Dr. Smith died Saturday.
If you’ve lived for any time in eastern Montgomery County, that’s all you’d need to hear to know that the legendary 96-year life of Dr. George Robert Smith Jr. has come to an end.
Of course, there’s life and then there’s legacy, and Smith fully had both.
Natives of North Carolina, he and his wife, Mildred, first rolled into Shawsville in 1955 eager to set up a family medicine practice and put his new medical degree to work. Locals welcomed him with open arms and installed the couple in the old “Meadow Brook” home at the corner of U.S. 460 and Alleghany Spring Road. They lived upstairs above the clinic.
The following year he lured his friend, Dr. Clarence Taylor, and Taylor’s wife, Ora, to Shawsville. Together, from Meadow Brook and later out of a new clinic that Smith built across U.S. 460, they cared for the community for more than 40 years. In an era of no urgent care facilities, you could go to the back door of the clinic, pick up the phone and it would ring into whichever doctor was on call.
They themselves built their own homes next door to one another just a half-mile from the clinic on U.S. 460 on a road now appropriately called Pair O’Docs Lane.
In the 1960s on his old clinic site, Smith started construction on what would eventually become eastern Montgomery County’s biggest employer: the Meadowbrook Nursing Home. In 1982, Smith founded a nonprofit, the Mountain Valley Charitable Foundation, whose mission was to award scholarships to aspiring nurses to work at the nursing home.
After the nursing home closed in 2001, Mountain Valley Charitable Foundation, with Smith as its president, oversaw the nursing home’s revitalization into what it is today: the Meadowbrook Center, which features a branch of the Montgomery-Floyd Regional Library System, the Waldron Wellness Center, the Meadowbrook Museum, the George Gray Gallery and the space that would eventually be named in his honor: the Dr. George R. Smith Jr. Community Center.

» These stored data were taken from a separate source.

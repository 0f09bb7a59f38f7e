//! The warm-up tick.
//!
//! Callers must not run two ticks at once: the catch-up count is computed
//! from a snapshot of the send log, so overlapping ticks would double-send.
//! The service binary serialises ticks behind a lock.

use std::sync::Arc;

use chrono::{DateTime, Utc};
use futures::StreamExt;
use futures::stream;
use rand::rngs::StdRng;
use rand::{Rng, SeedableRng};
use serde::Serialize;
use tracing::{Instrument, error, info, info_span, warn};

use super::executor::{SendOutcome, execute_send};
use super::inbound::{InboundReport, poll_and_react};
use super::plan::{PlanSchedule, due_count, minute_of_day, start_of_day};
use super::{WarmupSettings, compose, peers};
use crate::model::{Inbox, InboxId, NewSendLog};
use crate::storage::WarmupStore;
use crate::transport::{InboundTransport, OutboundTransport};
use crate::{Error, Result};

/// What happened to one inbox during a tick.
#[derive(Debug, Clone, Default, PartialEq, Eq, Serialize)]
pub struct InboxOutcome {
    /// Inbox processed.
    pub inbox_id: Option<InboxId>,
    /// Inbox label.
    pub label: String,
    /// Planned slots at or before now.
    pub due: usize,
    /// Send attempts already logged today.
    pub already_sent: usize,
    /// Catch-up count for this tick.
    pub to_send: usize,
    /// Successful sends.
    pub sent: usize,
    /// Failed sends.
    pub failed: usize,
    /// Sends were cut short because the peer pool is empty.
    pub skipped_empty_pool: bool,
    /// Inbound pass result; absent when the inbox was aborted first.
    pub inbound: Option<InboundReport>,
    /// Error that aborted this inbox.
    pub error: Option<String>,
}

/// Result of one tick.
#[derive(Debug, Clone, PartialEq, Eq, Serialize)]
pub struct TickReport {
    /// Tick time.
    pub at: DateTime<Utc>,
    /// One entry per active inbox, in listing order.
    pub inboxes: Vec<InboxOutcome>,
}

impl TickReport {
    /// Successful sends across all inboxes.
    #[must_use]
    pub fn sent(&self) -> usize {
        self.inboxes.iter().map(|o| o.sent).sum()
    }

    /// Failed sends across all inboxes.
    #[must_use]
    pub fn failed(&self) -> usize {
        self.inboxes.iter().map(|o| o.failed).sum()
    }

    /// Inboxes aborted by an error.
    #[must_use]
    pub fn aborted(&self) -> usize {
        self.inboxes.iter().filter(|o| o.error.is_some()).count()
    }
}

/// Runs warm-up ticks over every active inbox.
pub struct Orchestrator {
    store: Arc<dyn WarmupStore>,
    outbound: Arc<dyn OutboundTransport>,
    inbound: Arc<dyn InboundTransport>,
    plans: PlanSchedule,
    settings: WarmupSettings,
}

impl std::fmt::Debug for Orchestrator {
    fn fmt(&self, f: &mut std::fmt::Formatter<'_>) -> std::fmt::Result {
        f.debug_struct("Orchestrator")
            .field("plans", &self.plans)
            .field("settings", &self.settings)
            .finish_non_exhaustive()
    }
}

impl Orchestrator {
    /// Creates an orchestrator.
    #[must_use]
    pub fn new(
        store: Arc<dyn WarmupStore>,
        outbound: Arc<dyn OutboundTransport>,
        inbound: Arc<dyn InboundTransport>,
        settings: WarmupSettings,
    ) -> Self {
        let settings = settings.normalized();
        Self {
            store,
            outbound,
            inbound,
            plans: PlanSchedule::new(settings.plan_salt.clone()),
            settings,
        }
    }

    /// Settings in effect.
    #[must_use]
    pub const fn settings(&self) -> &WarmupSettings {
        &self.settings
    }

    /// Runs one tick at `now`.
    ///
    /// Each inbox is isolated: its failures are recorded in its
    /// [`InboxOutcome`] and never affect the others.
    ///
    /// # Errors
    ///
    /// Returns an error only when the active inboxes cannot be listed.
    pub async fn run_once<R: Rng + Send + ?Sized>(
        &self,
        now: DateTime<Utc>,
        rng: &mut R,
    ) -> Result<TickReport> {
        let inboxes = self.store.list_active_inboxes().await?;

        let jobs: Vec<_> = inboxes
            .into_iter()
            .map(|inbox| {
                let rng = StdRng::seed_from_u64(rng.r#gen());
                let span = info_span!("inbox", id = %inbox.id, label = %inbox.label);
                self.run_inbox(inbox, now, rng).instrument(span)
            })
            .collect();

        let outcomes: Vec<InboxOutcome> = stream::iter(jobs)
            .buffered(self.settings.concurrency)
            .collect()
            .await;

        let report = TickReport {
            at: now,
            inboxes: outcomes,
        };
        info!(
            inboxes = report.inboxes.len(),
            sent = report.sent(),
            failed = report.failed(),
            aborted = report.aborted(),
            "tick complete"
        );
        Ok(report)
    }

    async fn run_inbox(&self, inbox: Inbox, now: DateTime<Utc>, mut rng: StdRng) -> InboxOutcome {
        let mut outcome = InboxOutcome {
            inbox_id: Some(inbox.id.clone()),
            label: inbox.label.clone(),
            ..InboxOutcome::default()
        };

        if let Err(e) = self.process(&inbox, now, &mut rng, &mut outcome).await {
            error!(error = %e, "inbox aborted for this tick");
            outcome.error = Some(e.to_string());
        }
        outcome
    }

    async fn process(
        &self,
        inbox: &Inbox,
        now: DateTime<Utc>,
        rng: &mut StdRng,
        outcome: &mut InboxOutcome,
    ) -> Result<()> {
        let plan = self
            .plans
            .plan_for(&inbox.id, now.date_naive(), inbox.daily_target);
        outcome.due = due_count(&plan, minute_of_day(now));
        outcome.already_sent = self
            .store
            .count_sends_since(&inbox.id, start_of_day(now))
            .await?;
        outcome.to_send = outcome.due.saturating_sub(outcome.already_sent);

        let pool = self.store.list_peers(&inbox.id).await?;

        for _ in 0..outcome.to_send {
            let peer = match peers::choose(&pool, rng) {
                Ok(peer) => peer,
                Err(Error::EmptyPool) => {
                    warn!(pending = outcome.to_send - outcome.sent - outcome.failed, "peer pool is empty");
                    outcome.skipped_empty_pool = true;
                    break;
                }
                Err(e) => return Err(e),
            };
            let message = compose(None, rng);
            let result = execute_send(
                self.outbound.as_ref(),
                inbox,
                &peer.address,
                &message.subject,
                &message.body,
                self.settings.max_error_len,
            )
            .await;

            let (provider_message_id, error) = match result {
                SendOutcome::Delivered { message_id } => {
                    outcome.sent += 1;
                    (Some(message_id), None)
                }
                SendOutcome::Failed { error } => {
                    outcome.failed += 1;
                    (None, Some(error))
                }
            };
            self.store
                .append_send_log(NewSendLog {
                    inbox_id: inbox.id.clone(),
                    to: peer.address.clone(),
                    subject: message.subject,
                    body: message.body,
                    success: provider_message_id.is_some(),
                    provider_message_id,
                    error,
                    sent_at: now,
                })
                .await?;
        }

        let addresses: Vec<String> = pool.iter().map(|p| p.address.clone()).collect();
        let report = poll_and_react(
            self.inbound.as_ref(),
            self.outbound.as_ref(),
            inbox,
            &addresses,
            &self.settings,
            rng,
            now,
        )
        .await;

        for event in &report.events {
            if let Err(e) = self.store.append_read_event(event).await {
                warn!(error = %e, action = event.action.as_str(), "could not record read event");
            }
        }
        outcome.inbound = Some(report);
        Ok(())
    }
}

Just down the road in Elliston, he led Mountain Valley Charitable Foundation to transform an old fire station into a community food pantry and thrift shop. Through the decades he also helped start the Shawsville Rescue Squad, was a driving force in the Shawsville Ruritan Club, served on countless regional and statewide medical boards, and I’m sure his obituary will list a host of other volunteer and charitable causes to which he devoted himself.
He was also the kindest, most generous person I ever knew – and his life and legacy forever changed me and my family.
You see, in 1997 my wife, Julia, and I moved to Roanoke for her to start Carilion’s family medicine residency program. Our plan was to move back to Alabama after her three-year stint.
But in 2000 she learned of an opening at one of Carilion’s newest clinics, which had been bought three years after its former physicians had retired. Still, these 70-something docs were so invested in the community they still insisted on being part of the interview process. And so Drs. Smith and Taylor ushered in Julia’s now 23-year tenure at Carilion Family Medicine – Shawsville. She still hears stories of patients whom Smith delivered, house calls he made and traumas he treated in the back room of the clinic.
In 2003, I was a former Roanoke Times reporter turned stay-at-home dad looking to connect with a greater cause outside of changing diapers. I learned about plans to revitalize the old Meadowbrook Nursing Home and hoped to help. The Mountain Valley Charitable Foundation welcomed me – an outsider like Smith had been nearly 50 years before – to join their efforts. And thus my nonprofit career began.
Today you can watch our BUZZ episode (https://youtu.be/pcR-vjn8gII) featuring the community impact of Smith and Mountain Valley Charitable Foundation, now known as Eastmont Community Foundation.
You can also drive U.S. 460 through Shawsville and see monuments to Smith’s life. There’s Pair O’Docs Lane. There’s the family medicine clinic still caring for the community’s health. There’s the Meadowbrook Center, where hundreds gather each day to exercise, socialize, research, work and play. There’s Old Town Fields, the Elliston Thrift Shop, the high school scholarships and all the other activities and programs created and sustained by Eastmont Community Foundation.
Only the life of Smith has passed away.